Eine am Mittwoch durch die Bertelsmann-Stiftung veröffentlichte Umfrage scheint Dülls Aussagen jedoch zu bestätigen: Demnach wollen gerade mal 57 Prozent der Befragten im Alter von 16 bis 25 Jahren bei der Wahl zum Europäischen Parlament ihre Stimme abgeben. Bei den Älteren zwischen 26 und 69 Jahren sind es allerdings auch nur 62 Prozent.

Dass Menschen unter 18 die Reife für eine politische Wahl fehle, wie auch CDU/CSU glauben, ist umstritten. Dem Berliner Politikwissenschaftler Thorsten Faas leuchtet das Argument nicht ein. „In unseren Studien haben wir 15- bis 20-Jährige verglichen und keine Unterschiede hinsichtlich Wissen oder Interesse gefunden“, sagte Faas der Nachrichtenagentur AFP.

Auch aus Sicht der Bundesschülerkonferenz treffe Dülls „zu pauschales Urteil“ nicht zu. „Ich kenne sehr viele Jugendliche, die sich sehr für Politik interessieren“, sagt Generalsekretärin Louisa Basner der taz. Das zeige die hohe Beteiligung an den U-18-Wahlen, die Schulen vor Bundestags, Landtags- und Europawahlen abhielten. „Selbst mitbestimmen zu dürfen, steigert natürlich das Interesse an einer Wahl“, so Basner. An ihrer Schule sei die Europawahl deshalb gerade bei den 16- und 17-Jährigen ein großes Thema.

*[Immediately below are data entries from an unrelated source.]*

use std::sync::Arc;

#[cfg(feature = "tracing")]
use tracing::instrument;

use crate::{
    error::Result,
    generator::{IdGenStatus, IdGenerator, Mutex, state::advance},
    layout::BitLayout,
    time::TimeSource,
};

/// The error produced by [`LockGenerator`]: lock poisoning with a std mutex,
/// nothing at all with `parking_lot`.
#[cfg(not(feature = "parking-lot"))]
pub type LockError = crate::Error;
/// The error produced by [`LockGenerator`]: lock poisoning with a std mutex,
/// nothing at all with `parking_lot`.
#[cfg(feature = "parking-lot")]
pub type LockError = core::convert::Infallible;

/// A lock-based generator suitable for multi-threaded environments.
///
/// This generator wraps its state in an [`Arc<Mutex<_>>`], allowing one
/// generator identity to serve many threads. Clones share the same state.
///
/// ## Features
/// - ✅ Thread-safe
/// - ✅ Any [`BitLayout`]
///
/// ## Recommended When
/// - You're in a multi-threaded environment
/// - Fair access across threads is important
/// - Your target doesn't support 64-bit atomics
///
/// ## See Also
/// - [`BasicGenerator`]
/// - [`AtomicGenerator`]
///
/// [`BasicGenerator`]: crate::BasicGenerator
/// [`AtomicGenerator`]: crate::AtomicGenerator
pub struct LockGenerator<T>
where
    T: TimeSource,
{
    #[cfg(feature = "cache-padded")]
    pub(crate) state: Arc<crossbeam_utils::CachePadded<Mutex<u64>>>,
    #[cfg(not(feature = "cache-padded"))]
    pub(crate) state: Arc<Mutex<u64>>,
    generator_id: u64,
    layout: BitLayout,
    pub(crate) time: T,
}

impl<T> Clone for LockGenerator<T>
where
    T: TimeSource + Clone,
{
    fn clone(&self) -> Self {
        Self {
            state: Arc::clone(&self.state),
            generator_id: self.generator_id,
            layout: self.layout,
            time: self.time.clone(),
        }
    }
}

impl<T> LockGenerator<T>
where
    T: TimeSource,
{
    /// Creates a new [`LockGenerator`] with the previous tick and sequence both
    /// set to zero.
    ///
    /// # Errors
    ///
    /// Returns [`InvalidArgument::GeneratorIdOutOfRange`] if `generator_id`
    /// does not fit in `layout`, or [`InvalidArgument::FieldOverflow`] if
    /// `time` already reads past the layout's time field.
    ///
    /// # Example
    /// ```
    /// use flakeid::{BitLayout, IdGenerator, LockGenerator, MonotonicClock, yield_backoff};
    ///
    /// let generator = LockGenerator::new(0, BitLayout::DEFAULT, MonotonicClock::default()).unwrap();
    ///
    /// std::thread::scope(|s| {
    ///     for _ in 0..4 {
    ///         s.spawn(|| generator.try_next_id(yield_backoff).unwrap());
    ///     }
    /// });
    /// ```
    ///
    /// [`InvalidArgument::GeneratorIdOutOfRange`]: crate::InvalidArgument::GeneratorIdOutOfRange
    /// [`InvalidArgument::FieldOverflow`]: crate::InvalidArgument::FieldOverflow
    pub fn new(generator_id: u64, layout: BitLayout, time: T) -> Result<Self> {
        Self::from_components(0, generator_id, 0, layout, time)
    }

    /// Creates a new generator from explicit component values.
    ///
    /// # ⚠️ Note
    /// In typical use cases, you should prefer [`Self::new`].
    ///
    /// # Errors
    ///
    /// Returns [`InvalidArgument`](crate::InvalidArgument) if any component
    /// does not fit in `layout`, or if `time` already reads past the layout's
    /// time field.
    pub fn from_components(
        timestamp: u64,
        generator_id: u64,
        sequence: u64,
        layout: BitLayout,
        time: T,
    ) -> Result<Self> {
        layout.check_generator_id(generator_id)?;
        let id = layout.assemble(timestamp, generator_id, sequence)?;
        layout.check_time(time.current_millis())?;
        Ok(Self {
            #[cfg(feature = "cache-padded")]
            state: Arc::new(crossbeam_utils::CachePadded::new(Mutex::new(id))),
            #[cfg(not(feature = "cache-padded"))]
            state: Arc::new(Mutex::new(id)),
            generator_id,
            layout,
            time,
        })
    }

    /// Attempts to generate the next identifier with fallible error handling.
    ///
    /// # Returns
    /// - `Ok(IdGenStatus::Ready { id })`: A new identifier is available
    /// - `Ok(IdGenStatus::Pending { yield_for })`: The time to wait (in
    ///   milliseconds) before trying again
    /// - `Err(e)`: the lock was poisoned
    ///
    /// # Errors
    /// - Returns an error if the underlying lock has been poisoned.
    #[cfg_attr(feature = "tracing", instrument(level = "trace", skip(self)))]
    pub fn try_poll_id(&self) -> Result<IdGenStatus, LockError> {
        let now = self.time.current_millis();

        let mut id = {
            #[cfg(feature = "parking-lot")]
            {
                self.state.lock()
            }
            #[cfg(not(feature = "parking-lot"))]
            {
                self.state.lock()?
            }
        };

        let status = advance(&self.layout, self.generator_id, *id, now);
        if let IdGenStatus::Ready { id: next } = status {
            *id = next;
        }
        Ok(status)
    }
}

impl<T> IdGenerator for LockGenerator<T>
where
    T: TimeSource,
{
    type Err = LockError;

    fn layout(&self) -> BitLayout {
        self.layout
    }

    fn generator_id(&self) -> u64 {
        self.generator_id
    }

    fn try_poll_id(&self) -> Result<IdGenStatus, Self::Err> {
        self.try_poll_id()
    }
}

Basner sieht jedoch auch die Schulen in der Pflicht, mehr aktuelle politische Themen im Unterricht zu behandeln – und das Wahlalter generell auf 16 abzusenken. Vergangene Woche erst hatte Familienministerin Lisa Paus (Grüne) plädiert, das Wahlalter auch für Bundestagswahlen auf 16 abzusenken.